- Work to complete
Below are some records; output all of them exactly.

- Supplied material
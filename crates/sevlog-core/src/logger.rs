//! The process-wide logging context.
//!
//! A [`Logger`] ties the pieces together: verbosity control, the per-severity
//! file group, stderr, structured and text sinks, stats, and the fatal path.
//! It is a cheap `Arc` handle; clones share all state.
//!
//! # Write path
//!
//! 1. Fatal gate: a FATAL record must win the fatal state machine, otherwise
//!    the caller waits for the winner to terminate.
//! 2. Backtrace trigger: a record from the configured `file:line` captures a
//!    stack, printed after the message and attached to the meta.
//! 3. Format header and message once into a pooled buffer.
//! 4. Text outputs: files (unless stderr-only), stderr, text sinks.
//! 5. Stats, once the line reached at least one text output.
//! 6. Structured dispatch.
//! 7. FATAL only: save the message, dump stacks, sync, exit.

use std::{
    fmt,
    io::{self, Write},
    panic::Location,
    path::PathBuf,
    sync::{
        Arc, Mutex, MutexGuard,
        atomic::{AtomicBool, AtomicU8, Ordering},
    },
    time::Duration,
};

use arc_swap::ArcSwap;
use tracing::{debug, warn};

use crate::{
    clock::{Clock, SystemClock},
    config::LogConfig,
    dispatch::{Dispatcher, Meta, Sink, SinkList, Stack, TextSink, fan_out},
    error::{LogError, Result},
    fatal::{ExitHook, FatalHandler, FatalKind, FatalMessage, FatalState, process_exit, thread_dump},
    file_sink::{FileIdentity, FileSink, FileSinkConfig, Writers},
    flush::{Flush, FlushDaemon},
    header::{BufferPool, format_record},
    level::{Level, Verbosity},
    severity::Severity,
    stats::Stats,
};

type TextSinkList = Vec<Arc<dyn TextSink>>;

// ---------------------------------------------------------------------------
// Builder
// ---------------------------------------------------------------------------

/// Assembles a [`Logger`], with hooks for replacing its collaborators.
pub struct LoggerBuilder {
    config: LogConfig,
    clock: Option<Arc<dyn Clock>>,
    stderr: Option<Box<dyn Write + Send>>,
    exit_hook: Option<ExitHook>,
    file_writers: Option<Writers>,
    identity: Option<FileIdentity>,
    log_dirs: Option<Vec<PathBuf>>,
}

impl LoggerBuilder {
    fn new() -> Self {
        Self {
            config: LogConfig::default(),
            clock: None,
            stderr: None,
            exit_hook: None,
            file_writers: None,
            identity: None,
            log_dirs: None,
        }
    }

    pub fn config(mut self, config: LogConfig) -> Self {
        self.config = config;
        self
    }

    pub fn clock(mut self, clock: Arc<dyn Clock>) -> Self {
        self.clock = Some(clock);
        self
    }

    /// Replace the stderr stream.
    pub fn stderr(mut self, stderr: Box<dyn Write + Send>) -> Self {
        self.stderr = Some(stderr);
        self
    }

    /// Replace `std::process::exit` at the end of the fatal path.
    pub fn exit_hook(mut self, hook: ExitHook) -> Self {
        self.exit_hook = Some(hook);
        self
    }

    /// Pre-install per-severity writers instead of creating files.
    pub fn file_writers(mut self, writers: Writers) -> Self {
        self.file_writers = Some(writers);
        self
    }

    pub fn identity(mut self, identity: FileIdentity) -> Self {
        self.identity = Some(identity);
        self
    }

    /// Use exactly these directories, without the temp-dir fallback.
    pub fn log_dirs(mut self, dirs: Vec<PathBuf>) -> Self {
        self.log_dirs = Some(dirs);
        self
    }

    /// Validate the config and build the logger. The flush daemon is not
    /// started; see [`Logger::start_flush_daemon`].
    pub fn build(self) -> Result<Logger> {
        self.config.validate()?;
        let config = self.config.clone();
        let logger = self.assemble();
        logger.apply(&config)?;
        Ok(logger)
    }

    fn assemble(self) -> Logger {
        let clock = self.clock.unwrap_or_else(|| Arc::new(SystemClock));
        let file_config = FileSinkConfig {
            dirs: self.log_dirs.unwrap_or_else(|| self.config.effective_log_dirs()),
            max_size: self.config.effective_max_size(),
            identity: self.identity.unwrap_or_else(FileIdentity::detect),
            symlinks: true,
        };
        let files = FileSink::new(file_config, Arc::clone(&clock));
        if let Some(writers) = self.file_writers {
            drop(files.swap(writers));
        }
        let inner = Inner {
            verbosity: Verbosity::new(),
            files,
            stderr: Mutex::new(self.stderr.unwrap_or_else(|| Box::new(io::stderr()))),
            dispatcher: Dispatcher::new(),
            text_sinks: ArcSwap::from_pointee(Vec::new()),
            stats: Stats::new(),
            fatal: FatalHandler::new(self.exit_hook.unwrap_or_else(process_exit)),
            pool: BufferPool::new(),
            clock,
            to_stderr: AtomicBool::new(false),
            also_to_stderr: AtomicBool::new(false),
            stderr_threshold: AtomicU8::new(Severity::Error as u8),
            flush_interval: self.config.effective_flush_interval(),
            daemon: Mutex::new(None),
        };
        Logger { inner: Arc::new(inner) }
    }
}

- Worked solution
filename crates/sevlog-core/src/logger.rs
//! The process-wide logging context.
//!
//! A [`Logger`] ties the pieces together: verbosity control, the per-severity
//! file group, stderr, structured and text sinks, stats, and the fatal path.
//! It is a cheap `Arc` handle; clones share all state.
//!
//! # Write path
//!
//! 1. Fatal gate: a FATAL record must win the fatal state machine, otherwise
//!    the caller waits for the winner to terminate.
//! 2. Backtrace trigger: a record from the configured `file:line` captures a
//!    stack, printed after the message and attached to the meta.
//! 3. Format header and message once into a pooled buffer.
//! 4. Text outputs: files (unless stderr-only), stderr, text sinks.
//! 5. Stats, once the line reached at least one text output.
//! 6. Structured dispatch.
//! 7. FATAL only: save the message, dump stacks, sync, exit.

use std::{
    fmt,
    io::{self, Write},
    panic::Location,
    path::PathBuf,
    sync::{
        Arc, Mutex, MutexGuard,
        atomic::{AtomicBool, AtomicU8, Ordering},
    },
    time::Duration,
};

use arc_swap::ArcSwap;
use tracing::{debug, warn};

use crate::{
    clock::{Clock, SystemClock},
    config::LogConfig,
    dispatch::{Dispatcher, Meta, Sink, SinkList, Stack, TextSink, fan_out},
    error::{LogError, Result},
    fatal::{ExitHook, FatalHandler, FatalKind, FatalMessage, FatalState, process_exit, thread_dump},
    file_sink::{FileIdentity, FileSink, FileSinkConfig, Writers},
    flush::{Flush, FlushDaemon},
    header::{BufferPool, format_record},
    level::{Level, Verbosity},
    severity::Severity,
    stats::Stats,
};

type TextSinkList = Vec<Arc<dyn TextSink>>;

// ---------------------------------------------------------------------------
// Builder
// ---------------------------------------------------------------------------

/// Assembles a [`Logger`], with hooks for replacing its collaborators.
pub struct LoggerBuilder {
    config: LogConfig,
    clock: Option<Arc<dyn Clock>>,
    stderr: Option<Box<dyn Write + Send>>,
    exit_hook: Option<ExitHook>,
    file_writers: Option<Writers>,
    identity: Option<FileIdentity>,
    log_dirs: Option<Vec<PathBuf>>,
}

impl LoggerBuilder {
    fn new() -> Self {
        Self {
            config: LogConfig::default(),
            clock: None,
            stderr: None,
            exit_hook: None,
            file_writers: None,
            identity: None,
            log_dirs: None,
        }
    }

    pub fn config(mut self, config: LogConfig) -> Self {
        self.config = config;
        self
    }

    pub fn clock(mut self, clock: Arc<dyn Clock>) -> Self {
        self.clock = Some(clock);
        self
    }

    /// Replace the stderr stream.
    pub fn stderr(mut self, stderr: Box<dyn Write + Send>) -> Self {
        self.stderr = Some(stderr);
        self
    }

    /// Replace `std::process::exit` at the end of the fatal path.
    pub fn exit_hook(mut self, hook: ExitHook) -> Self {
        self.exit_hook = Some(hook);
        self
    }

    /// Pre-install per-severity writers instead of creating files.
    pub fn file_writers(mut self, writers: Writers) -> Self {
        self.file_writers = Some(writers);
        self
    }

    pub fn identity(mut self, identity: FileIdentity) -> Self {
        self.identity = Some(identity);
        self
    }

    /// Use exactly these directories, without the temp-dir fallback.
    pub fn log_dirs(mut self, dirs: Vec<PathBuf>) -> Self {
        self.log_dirs = Some(dirs);
        self
    }

    /// Validate the config and build the logger. The flush daemon is not
    /// started; see [`Logger::start_flush_daemon`].
    pub fn build(self) -> Result<Logger> {
        self.config.validate()?;
        let config = self.config.clone();
        let logger = self.assemble();
        logger.apply(&config)?;
        Ok(logger)
    }

    fn assemble(self) -> Logger {
        let clock = self.clock.unwrap_or_else(|| Arc::new(SystemClock));
        let file_config = FileSinkConfig {
            dirs: self.log_dirs.unwrap_or_else(|| self.config.effective_log_dirs()),
            max_size: self.config.effective_max_size(),
            identity: self.identity.unwrap_or_else(FileIdentity::detect),
            symlinks: true,
        };
        let files = FileSink::new(file_config, Arc::clone(&clock));
        if let Some(writers) = self.file_writers {
            drop(files.swap(writers));
        }
        let inner = Inner {
            verbosity: Verbosity::new(),
            files,
            stderr: Mutex::new(self.stderr.unwrap_or_else(|| Box::new(io::stderr()))),
            dispatcher: Dispatcher::new(),
            text_sinks: ArcSwap::from_pointee(Vec::new()),
            stats: Stats::new(),
            fatal: FatalHandler::new(self.exit_hook.unwrap_or_else(process_exit)),
            pool: BufferPool::new(),
            clock,
            to_stderr: AtomicBool::new(false),
            also_to_stderr: AtomicBool::new(false),
            stderr_threshold: AtomicU8::new(Severity::Error as u8),
            flush_interval: self.config.effective_flush_interval(),
            daemon: Mutex::new(None),
        };
        Logger { inner: Arc::new(inner) }
    }
}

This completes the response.